Data shown:
//! quote-server - inventory catalog and sales quotation HTTP backend
//!
//! # Module structure
//!
//! ```text
//! src/
//! ├── core/          # Config, server state, HTTP server
//! ├── api/           # HTTP routes and handlers
//! ├── db/            # Connection pool, schema allow-list, repositories
//! └── utils/         # Errors, logging, validation, shared types
//! ```
//!
//! The server speaks JSON over REST against a multi-schema PostgreSQL
//! database. Every read endpoint is plain parameterized SQL plus
//! pagination; the one real write path is the order ingestion
//! transaction in [`db::repository::QuoteRepository`].

pub mod api;
pub mod core;
pub mod db;
pub mod utils;

// Re-export public types
pub use crate::core::{Config, Server, ServerState};
pub use crate::utils::{AppError, AppResult};
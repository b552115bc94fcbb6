//! Unified error handling
//!
//! [`AppError`] is the single error type handlers return; its
//! `IntoResponse` impl maps every failure onto the wire contract
//! `{ "ok": false, "error": … }`, where `error` is either a message or
//! the field-keyed validation detail.
//!
//! # Status mapping
//!
//! | Variant | Status |
//! |---------|--------|
//! | Validation / InvalidPayload / SchemaNotAllowed | 400 |
//! | NotFound | 404 |
//! | Processing / Database / Internal | 500 |

use axum::{
    Json,
    http::StatusCode,
    response::{IntoResponse, Response},
};
use serde::Serialize;
use tracing::error;
use validator::ValidationErrors;

use crate::db::repository::RepoError;

/// Application-level Result type used in HTTP handlers.
pub type AppResult<T> = Result<T, AppError>;

#[derive(Debug, thiserror::Error)]
pub enum AppError {
    /// Malformed input, single message (400)
    #[error("Validation failed: {0}")]
    Validation(String),

    /// Payload validation failure carrying every violated field (400)
    #[error("Payload validation failed")]
    InvalidPayload(#[from] ValidationErrors),

    /// Requested schema is not on the allow-list (400)
    #[error("Schema no permitido: {0}")]
    SchemaNotAllowed(String),

    /// Resource not found (404)
    #[error("{0}")]
    NotFound(String),

    /// Failure inside the transactional write path, already rolled
    /// back (500)
    #[error("{0}")]
    Processing(String),

    /// Storage-layer failure (500)
    #[error("Database error: {0}")]
    Database(String),

    /// Anything unexpected (500)
    #[error("Internal server error: {0}")]
    Internal(String),
}

/// `{ok:false, error:…}` response body
#[derive(Serialize)]
struct ErrorBody {
    ok: bool,
    error: ErrorDetail,
}

#[derive(Serialize)]
#[serde(untagged)]
enum ErrorDetail {
    Message(String),
    Fields(ValidationErrors),
}

impl IntoResponse for AppError {
    fn into_response(self) -> Response {
        let (status, detail) = match self {
            AppError::Validation(msg) => (StatusCode::BAD_REQUEST, ErrorDetail::Message(msg)),

            AppError::InvalidPayload(errors) => {
                (StatusCode::BAD_REQUEST, ErrorDetail::Fields(errors))
            }

            AppError::SchemaNotAllowed(name) => (
                StatusCode::BAD_REQUEST,
                ErrorDetail::Message(format!("Schema no permitido: {name}")),
            ),

            AppError::NotFound(msg) => (StatusCode::NOT_FOUND, ErrorDetail::Message(msg)),

            AppError::Processing(msg) => {
                (StatusCode::INTERNAL_SERVER_ERROR, ErrorDetail::Message(msg))
            }

            AppError::Database(msg) => {
                error!(target: "database", error = %msg, "Database error occurred");
                (StatusCode::INTERNAL_SERVER_ERROR, ErrorDetail::Message(msg))
            }

            AppError::Internal(msg) => {
                error!(target: "internal", error = %msg, "Internal error occurred");
                (
                    StatusCode::INTERNAL_SERVER_ERROR,
                    ErrorDetail::Message("Internal server error".to_string()),
                )
            }
        };

        (status, Json(ErrorBody { ok: false, error: detail })).into_response()
    }
}

impl From<RepoError> for AppError {
    fn from(err: RepoError) -> Self {
        match err {
            RepoError::NotFound(msg) => AppError::NotFound(msg),
            missing @ RepoError::SkusNotFound { .. } => AppError::Processing(missing.to_string()),
            RepoError::Database(msg) => AppError::Database(msg),
        }
    }
}

// ========== Helper Constructors ==========

impl AppError {
    pub fn validation(msg: impl Into<String>) -> Self {
        Self::Validation(msg.into())
    }

    pub fn schema_not_allowed(name: impl Into<String>) -> Self {
        Self::SchemaNotAllowed(name.into())
    }

    pub fn not_found(msg: impl Into<String>) -> Self {
        Self::NotFound(msg.into())
    }

    pub fn database(msg: impl Into<String>) -> Self {
        Self::Database(msg.into())
    }

    pub fn internal(msg: impl Into<String>) -> Self {
        Self::Internal(msg.into())
    }
}

#[cfg(test)]
mod tests {
    use super::*;

    #[test]
    fn test_validation_maps_to_400() {
        let response = AppError::validation("bad input").into_response();
        assert_eq!(response.status(), StatusCode::BAD_REQUEST);
    }

    #[test]
    fn test_schema_not_allowed_maps_to_400() {
        let response = AppError::schema_not_allowed("pg_catalog").into_response();
        assert_eq!(response.status(), StatusCode::BAD_REQUEST);
    }

    #[test]
    fn test_not_found_maps_to_404() {
        let response = AppError::not_found("SKU no encontrado").into_response();
        assert_eq!(response.status(), StatusCode::NOT_FOUND);
    }

    #[test]
    fn test_repo_errors_map_to_500() {
        let missing = RepoError::SkusNotFound {
            schema: "public".to_string(),
            missing: vec!["ZZZ".to_string()],
        };
        let response = AppError::from(missing).into_response();
        assert_eq!(response.status(), StatusCode::INTERNAL_SERVER_ERROR);

        let db = AppError::from(RepoError::Database("boom".to_string())).into_response();
        assert_eq!(db.status(), StatusCode::INTERNAL_SERVER_ERROR);
    }
}
//! Input validation helpers
//!
//! Centralized length limits and normalization for path/query
//! parameters. Payload bodies validate through `validator` derives; these
//! helpers cover the places a derive cannot reach.

use crate::utils::AppError;

// ── Length limits ───────────────────────────────────────────────────

/// SKU path parameter
pub const MAX_SKU_LEN: usize = 64;

/// `search` term on the SKU listing
pub const MAX_SKU_SEARCH_LEN: usize = 100;

/// `search` term on the quotation listing
pub const MAX_QUOTE_SEARCH_LEN: usize = 120;

// ── Normalization ───────────────────────────────────────────────────

/// Normalize a SKU path parameter: trim, bound the length, restrict the
/// charset and upper-case for the case-insensitive catalog lookup.
pub fn normalize_sku(raw: &str) -> Result<String, AppError> {
    let sku = raw.trim();
    if sku.is_empty() || sku.len() > MAX_SKU_LEN {
        return Err(AppError::validation("SKU inválido"));
    }
    if !sku.chars().all(is_sku_char) {
        return Err(AppError::validation("SKU inválido"));
    }
    Ok(sku.to_uppercase())
}

fn is_sku_char(c: char) -> bool {
    c.is_ascii_alphanumeric() || matches!(c, '_' | '-' | '.' | '/' | ' ')
}

/// Trim an optional search term, dropping empty results and rejecting
/// over-long input.
pub fn search_term(raw: Option<&str>, max_len: usize) -> Result<Option<String>, AppError> {
    match raw.map(str::trim) {
        None => Ok(None),
        Some("") => Ok(None),
        Some(s) if s.len() > max_len => Err(AppError::validation(format!(
            "search is too long ({} chars, max {max_len})",
            s.len()
        ))),
        Some(s) => Ok(Some(s.to_string())),
    }
}

#[cfg(test)]
mod tests {
    use super::*;

    #[test]
    fn test_normalize_sku_trims_and_uppercases() {
        assert_eq!(normalize_sku("  abc-12.f/g ").unwrap(), "ABC-12.F/G");
    }

    #[test]
    fn test_normalize_sku_rejects_empty() {
        assert!(normalize_sku("   ").is_err());
    }

    #[test]
    fn test_normalize_sku_rejects_bad_chars() {
        assert!(normalize_sku("abc;DROP").is_err());
        assert!(normalize_sku("abc%").is_err());
    }

    #[test]
    fn test_normalize_sku_rejects_over_64_chars() {
        let long = "A".repeat(65);
        assert!(normalize_sku(&long).is_err());
    }

    #[test]
    fn test_search_term_drops_empty() {
        assert_eq!(search_term(Some("   "), 100).unwrap(), None);
        assert_eq!(search_term(None, 100).unwrap(), None);
    }

    #[test]
    fn test_search_term_trims() {
        assert_eq!(
            search_term(Some(" widget "), 100).unwrap().as_deref(),
            Some("widget")
        );
    }

    #[test]
    fn test_search_term_rejects_over_limit() {
        let long = "x".repeat(121);
        assert!(search_term(Some(&long), 120).is_err());
    }
}
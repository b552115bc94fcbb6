//! Quotation read handlers

use axum::{
    Json,
    extract::{Path, Query, State},
};
use validator::Validate;

use crate::core::ServerState;
use crate::db::models::{QuoteDetail, QuoteSummary};
use crate::db::repository::QuoteRepository;
use crate::utils::types::{DataResponse, PageQuery, Paginated, Pagination, SchemaQuery};
use crate::utils::validation::{MAX_QUOTE_SEARCH_LEN, search_term};
use crate::utils::{AppError, AppResult};

/// GET /api/cotizaciones - paginated quotation listing
pub async fn list(
    State(state): State<ServerState>,
    Query(query): Query<PageQuery>,
) -> AppResult<Json<Paginated<QuoteSummary>>> {
    query.validate()?;
    let schema = state.schemas.resolve(query.schema.as_deref())?;
    let search = search_term(query.search.as_deref(), MAX_QUOTE_SEARCH_LEN)?;

    let repo = QuoteRepository::new(state.pool.clone());
    let (data, total) = repo
        .search(&schema, search.as_deref(), query.limit(), query.offset())
        .await?;

    Ok(Json(Paginated {
        data,
        pagination: Pagination::new(query.page, query.page_size, total),
    }))
}

/// GET /api/cotizaciones/{id} - quotation detail by internal or web
/// order id
pub async fn detail(
    State(state): State<ServerState>,
    Path(id): Path<String>,
    Query(query): Query<SchemaQuery>,
) -> AppResult<Json<DataResponse<QuoteDetail>>> {
    let id = id.trim().to_string();
    if id.is_empty() {
        return Err(AppError::validation("id es obligatorio"));
    }
    let schema = state.schemas.resolve(query.schema.as_deref())?;

    let repo = QuoteRepository::new(state.pool.clone());
    let data = repo
        .find_detail(&schema, &id)
        .await?
        .ok_or_else(|| AppError::not_found("Cotización no encontrada"))?;

    Ok(Json(DataResponse { data }))
}
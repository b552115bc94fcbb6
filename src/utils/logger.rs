//! Logging Infrastructure
//!
//! Structured logging setup for both development and production
//! environments.

use std::path::Path;

use tracing_subscriber::EnvFilter;

/// Initialize the logger, optionally writing daily rolling files into
/// `log_dir`. Log level comes from `RUST_LOG`, defaulting to `info`.
pub fn init_logger(log_dir: Option<&str>) {
    let filter = EnvFilter::try_from_default_env().unwrap_or_else(|_| EnvFilter::new("info"));

    let subscriber = tracing_subscriber::fmt()
        .with_env_filter(filter)
        .with_file(false)
        .with_line_number(false)
        .with_thread_ids(false)
        .with_target(false);

    // Add file output if log_dir is provided and exists
    if let Some(dir) = log_dir {
        if Path::new(dir).exists() {
            let file_appender = tracing_appender::rolling::daily(dir, "quote-server");
            subscriber.with_writer(file_appender).init();
            return;
        }
    }

    subscriber.init();
}
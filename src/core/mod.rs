//! Core module - server configuration, state and lifecycle
//!
//! - [`Config`] - environment-driven configuration
//! - [`ServerState`] - shared state handed to every handler
//! - [`Server`] - HTTP server

pub mod config;
pub mod server;
pub mod state;

pub use config::Config;
pub use server::{Server, build_app};
pub use state::ServerState;
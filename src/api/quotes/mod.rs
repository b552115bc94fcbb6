//! Quotation API module

mod handler;

use axum::{Router, routing::get};

use crate::core::ServerState;

pub fn router() -> Router<ServerState> {
    Router::new()
        .route("/api/cotizaciones", get(handler::list))
        .route("/api/cotizaciones/{id}", get(handler::detail))
}
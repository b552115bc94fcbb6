use quote_server::utils::logger;
use quote_server::{Config, Server};

#[tokio::main]
async fn main() -> anyhow::Result<()> {
    // 1. Environment (.env, logging)
    dotenv::dotenv().ok();
    let log_dir = std::env::var("LOG_DIR").ok();
    logger::init_logger(log_dir.as_deref());

    // 2. Load configuration
    let config = Config::from_env()?;
    tracing::info!(environment = %config.environment, "quote-server starting...");

    // 3. Run the HTTP server (initializes pool + state internally)
    let server = Server::new(config);

    if let Err(e) = server.run().await {
        tracing::error!("Server error: {}", e);
        return Err(e);
    }

    Ok(())
}
//! Database Module
//!
//! Owns the PostgreSQL connection pool and the schema allow-list. The
//! relational schema itself is externally owned; this service only reads
//! and writes it.

pub mod models;
pub mod repository;
pub mod schema;

pub use schema::{SchemaRef, SchemaRegistry};

use std::time::Duration;

use sqlx::PgPool;
use sqlx::postgres::PgPoolOptions;

use crate::utils::AppError;

/// Database service — owns a PostgreSQL connection pool
#[derive(Clone)]
pub struct DbService {
    pub pool: PgPool,
}

impl DbService {
    /// Create a new database service backed by a connection pool.
    pub async fn connect(database_url: &str, max_connections: u32) -> Result<Self, AppError> {
        let pool = PgPoolOptions::new()
            .max_connections(max_connections)
            .acquire_timeout(Duration::from_secs(5))
            .connect(database_url)
            .await
            .map_err(|e| AppError::database(format!("Failed to connect to PostgreSQL: {e}")))?;

        tracing::info!(max_connections, "Database connection pool established");

        Ok(Self { pool })
    }

    /// Pool that defers connecting until first use. Lets request paths that
    /// never reach the database run without one.
    #[cfg(test)]
    pub fn connect_lazy(database_url: &str) -> Self {
        let pool = PgPoolOptions::new()
            .max_connections(1)
            .connect_lazy(database_url)
            .expect("invalid database url");
        Self { pool }
    }
}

Problem statement: Every line in the data that holds "SchemaQuery" should be copied out.

Exercise output:
use crate::utils::types::{DataResponse, PageQuery, Paginated, Pagination, SchemaQuery};
    Query(query): Query<SchemaQuery>,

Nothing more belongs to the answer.